What do non-native speakers think?

Which one rhymes with Run? 

(sorry. Wrong forum )


----------



## Swettenham

Hi psionman!

Where I'm from, one and won are exactly the same.

Saludos!
Swetten'


----------



## desde aquel verano

Hi Psionman,

They sound the same for me too. In my Oxford dictionary they are listed with the same phonetic spelling: /wAn/

Saludos.


----------



## Rayines

> What do non-native speakers think?


*First, I was going to joke about how do you expect us non-native speakers (at least in my case) to give an opinion. Buuuuuuuut..thinking a little more about it, I'd say that for the last 50 years, I'd say that "one" rhymes with "run", and I'd pronounce "won" with a bit more closed sound (?).  *


----------



## Dave Anderson

PSIONMAN said:
			
		

> I'm a native English speaker and for the last 50+ years I thought that One and Won were pronounced the same. Now friends are laughing at me and saying they're not
> 
> What do non-native speakers think?
> 
> Which one rhymes with Run?
> 
> (sorry. Wrong forum )


Hi

In California, we pronounce ONE and WON identically. Perhaps non-native speakers are influenced by the appearance of the written words: WON could be read as in Spanish "GUAN."


----------



## Rayines

> WON could be read as in Spanish "GUAN


*No, in my case, like "guon"  *


----------



## cuchuflete

On the way to the English forum, per your request....

c.


----------



## cuchuflete

I say them both exactly the same way.  Both rhyme with run/fun/ton/done.  Isn't English a mess?


----------



## rayb

PSIONMAN said:
			
		

> I'm a native English speaker and for the last 50+ years I thought that One and Won were pronounced the same. Now friends are laughing at me and saying they're not
> 
> What do non-native speakers think?
> 
> Which one rhymes with Run?
> 
> (sorry. Wrong forum )


 
Maybe One and Won pronouced separetely sound exactly the same.

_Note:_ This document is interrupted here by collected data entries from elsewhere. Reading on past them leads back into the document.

//! Consistency checks over a single task record.

use crate::task::{
    domain::{TaskDomainError, TaskEntry, TaskKey},
    ports::{TaskStore, TaskStoreError},
};
use serde::Serialize;
use std::sync::Arc;

/// A named consistency check.
#[derive(Debug, Clone, Copy, PartialEq, Eq, Hash, Serialize)]
#[serde(rename_all = "snake_case")]
pub enum ChecklistCheck {
    /// A record has been persisted for the task.
    RecordExists,
    /// The current status equals the last history entry's target.
    StatusValid,
    /// Every history entry was written by the lifecycle engine.
    HistoryValidated,
    /// Persisted statistics equal a recomputation from history.
    StatsConsistent,
    /// Owner and title metadata are present.
    RequiredFields,
}

impl ChecklistCheck {
    /// Every supported check.
    pub const ALL: [Self; 5] = [
        Self::RecordExists,
        Self::StatusValid,
        Self::HistoryValidated,
        Self::StatsConsistent,
        Self::RequiredFields,
    ];

    /// Returns the canonical name.
    #[must_use]
    pub const fn as_str(self) -> &'static str {
        match self {
            Self::RecordExists => "record_exists",
            Self::StatusValid => "status_valid",
            Self::HistoryValidated => "history_validated",
            Self::StatsConsistent => "stats_consistent",
            Self::RequiredFields => "required_fields",
        }
    }

    /// Parses a check name.
    ///
    /// The older ids `task_doc_exists` and `front_matter_valid` map to
    /// [`Self::RecordExists`] and [`Self::RequiredFields`].
    #[must_use]
    pub fn parse(name: &str) -> Option<Self> {
        let normalized = name.trim().to_ascii_lowercase();
        match normalized.as_str() {
            "task_doc_exists" => Some(Self::RecordExists),
            "front_matter_valid" => Some(Self::RequiredFields),
            canonical => Self::ALL
                .into_iter()
                .find(|check| check.as_str() == canonical),
        }
    }
}

/// One failed check.
#[derive(Debug, Clone, PartialEq, Eq, Serialize)]
pub struct ChecklistFailure {
    /// Check name as requested.
    pub check: String,
    /// Why the check failed.
    pub reason: String,
}

/// Outcome of running a checklist.
#[derive(Debug, Clone, PartialEq, Eq, Serialize)]
#[serde(rename_all = "camelCase")]
pub struct ChecklistOutcome {
    /// Whether every requested check passed.
    pub passed: bool,
    /// Failed checks in request order.
    pub failed_items: Vec<ChecklistFailure>,
}

/// Runs consistency checks against stored task records.
#[derive(Clone)]
pub struct ChecklistService<R>
where
    R: TaskStore,
{
    store: Arc<R>,
}

impl<R> ChecklistService<R>
where
    R: TaskStore,
{
    /// Creates a checklist service over `store`.
    #[must_use]
    pub const fn new(store: Arc<R>) -> Self {
        Self { store }
    }

    /// Runs `checks` against the record for `task_key`.
    ///
    /// Unknown check names and unreadable records become failed items
    /// rather than errors.
    ///
    /// # Errors
    ///
    /// Returns [`TaskDomainError::InvalidTaskKey`] when the key is invalid.
    pub async fn run<S: AsRef<str>>(
        &self,
        task_key: &str,
        checks: &[S],
    ) -> Result<ChecklistOutcome, TaskDomainError> {
        let key = TaskKey::new(task_key)?;
        let loaded = self.store.load(&key).await;

        let failed_items: Vec<ChecklistFailure> = checks
            .iter()
            .filter_map(|name| {
                let requested = name.as_ref();
                let reason = match ChecklistCheck::parse(requested) {
                    None => Some(format!("unknown check: {requested}")),
                    Some(check) => evaluate(check, &loaded),
                };
                reason.map(|failure_reason| ChecklistFailure {
                    check: requested.to_owned(),
                    reason: failure_reason,
                })
            })
            .collect();

        Ok(ChecklistOutcome {
            passed: failed_items.is_empty(),
            failed_items,
        })
    }
}

/// Returns the failure reason, or `None` when the check passes.
fn evaluate(check: ChecklistCheck, loaded: &Result<TaskEntry, TaskStoreError>) -> Option<String> {
    let record = match loaded {
        Err(err) => return Some(format!("record unreadable: {err}")),
        Ok(TaskEntry::Absent(task_key)) => {
            return Some(format!("no record persisted for task {task_key}"));
        }
        Ok(TaskEntry::Present(record)) => record,
    };

    match check {
        ChecklistCheck::RecordExists => None,
        ChecklistCheck::StatusValid => (!record.status_matches_history()).then(|| {
            format!(
                "status {} does not match last history entry",
                record.status
            )
        }),
        ChecklistCheck::HistoryValidated => {
            let unvalidated = record.reviews.iter().filter(|review| !review.valid).count();
            (unvalidated > 0)
                .then(|| format!("{unvalidated} history entries were not written by the engine"))
        }
        ChecklistCheck::StatsConsistent => (!record.stats_consistent())
            .then(|| "status statistics differ from recorded history".to_owned()),
        ChecklistCheck::RequiredFields => {
            let missing: Vec<&str> = [
                ("owner", record.owner.is_none()),
                ("title", record.title.is_none()),
            ]
            .into_iter()
            .filter_map(|(field, is_missing)| is_missing.then_some(field))
            .collect();
            (!missing.is_empty()).then(|| format!("missing fields: {}", missing.join(", ")))
        }
    }
}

But "One and One" and "One and Won" they definitely sound quite different. Effectively "One and One " is a business neeting between two parties, which in most countries has to observe very well defined rules in order to avoid the disclosure of non public information. To this extent, when a  "One and One" meeting is settled both parties will certainly be interested in making it clear that it is not a "One and Won" meeting.


----------



## rayb

Rayines said:
			
		

> *No, in my case, like "guon"  *


 
I share Inés pronunciation.

For me: won = guon and one = guan


----------



## lsp

As another born-and-raised English speaker, I vote for one/won pronounced identically.


----------



## Mr X

Identical for me, too.


----------



## jimcintosh

I think there is a slight difference in the way I say them and I notice it only when I emphasize the word.

"How many pencils are there?" "One." "Two?" "No, ONE (Won)."
"How did John do in the race" "He won." "He lost?" "No, he WON (wOn)."

If I emphasize "one" I think I emphasize the "w" sound.
If I emphasize "won" I think I emphasize the "o" vowel sound.


----------



## Isotta

jimcintosh said:
			
		

> I think there is a slight difference in the way I say them and I notice it only when I emphasize the word.
> 
> "How many pencils are there?" "One." "Two?" "No, ONE (Won)."
> "How did John do in the race" "He won." "He lost?" "No, he WON (wOn)."
> 
> If I emphasize "one" I think I emphasize the "w" sound.
> If I emphasize "won" I think I emphasize the "o" vowel sound.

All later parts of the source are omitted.